··· Data under study
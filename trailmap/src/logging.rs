//! Logging setup for hosts and the CLI.
//!
//! Log output goes to a file (truncated at start so each run has a clean
//! log) and to stdout. The filter defaults to `info` and honours `RUST_LOG`,
//! e.g. `RUST_LOG=trailmap=debug` to see every position update.

use std::fs;
use std::io;
use std::path::{Path, PathBuf};

use tracing_appender::non_blocking::WorkerGuard;
use tracing_subscriber::layer::SubscriberExt;
use tracing_subscriber::util::SubscriberInitExt;
use tracing_subscriber::EnvFilter;

/// Default log directory, relative to the working directory.
pub const DEFAULT_LOG_DIR: &str = "logs";

/// Default log file name.
pub const DEFAULT_LOG_FILE: &str = "trailmap.log";

/// Keeps the background log writer alive. Dropping it flushes the file.
pub struct LoggingGuard {
    _file_guard: WorkerGuard,
    path: PathBuf,
}

impl LoggingGuard {
    /// Path of the log file being written.
    pub fn path(&self) -> &Path {
        &self.path
    }
}

impl std::fmt::Debug for LoggingGuard {
    fn fmt(&self, f: &mut std::fmt::Formatter<'_>) -> std::fmt::Result {
        f.debug_struct("LoggingGuard")
            .field("path", &self.path)
            .finish_non_exhaustive()
    }
}

/// Create `log_dir` if needed and truncate `log_file` inside it.
///
/// Returns the full path of the log file.
pub fn prepare_log_file(log_dir: &Path, log_file: &str) -> io::Result<PathBuf> {
    fs::create_dir_all(log_dir)?;
    let path = log_dir.join(log_file);
    fs::write(&path, "")?;
    Ok(path)
}

/// Install the global subscriber with file and stdout output.
///
/// Call once per process; a second call fails to install and is ignored by
/// `tracing`, so only the first configuration takes effect.
///
/// # Errors
///
/// Returns an error if the log directory cannot be created or the log file
/// cannot be truncated.
pub fn init_logging(log_dir: &Path, log_file: &str) -> io::Result<LoggingGuard> {
    let path = prepare_log_file(log_dir, log_file)?;

    let appender = tracing_appender::rolling::never(log_dir, log_file);
    let (file_writer, file_guard) = tracing_appender::non_blocking(appender);

    let file_layer = tracing_subscriber::fmt::layer()
        .with_writer(file_writer)
        .with_ansi(false)
        .with_target(true);

    let stdout_layer = tracing_subscriber::fmt::layer()
        .with_writer(io::stdout)
        .compact();

    let filter = EnvFilter::try_from_default_env().unwrap_or_else(|_| EnvFilter::new("info"));

    // try_init so that tests and embedding hosts can keep their own subscriber
    let _ = tracing_subscriber::registry()
        .with(filter)
        .with(file_layer)
        .with(stdout_layer)
        .try_init();

    Ok(LoggingGuard {
        _file_guard: file_guard,
        path,
    })
}
//! User configuration in `~/.trailmap/config.ini`.
//!
//! Every key is optional; missing keys keep their defaults. Section structs
//! live in [`settings`], parsing in `parser` and serialization in `writer`.
//!
//! # Example
//!
//! ```
//! use trailmap::config::ConfigFile;
//!
//! let config = ConfigFile::default();
//! let options = config.watch_options();
//! assert_eq!(options.min_interval.as_millis(), 5000);
//! ```

mod file;
mod parser;
pub mod settings;
mod writer;

pub use file::{config_directory, config_file_path, ConfigFileError};
pub use settings::{
    CameraSection, ConfigFile, LoggingSection, TrackingSection, DEFAULT_FIX_TIMEOUT_MS,
    DEFAULT_UPDATE_INTERVAL_MS,
};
······
[Exercise aim] What is needed is an exact copy of the lines above, from the one containing "the log file." through the one containing "cannot be truncated.", with nothing added.

[Your solution]
/// Returns the full path of the log file.
pub fn prepare_log_file(log_dir: &Path, log_file: &str) -> io::Result<PathBuf> {
    fs::create_dir_all(log_dir)?;
    let path = log_dir.join(log_file);
    fs::write(&path, "")?;
    Ok(path)
}

/// Install the global subscriber with file and stdout output.
///
/// Call once per process; a second call fails to install and is ignored by
/// `tracing`, so only the first configuration takes effect.
///
/// # Errors
///
/// Returns an error if the log directory cannot be created or the log file
/// cannot be truncated.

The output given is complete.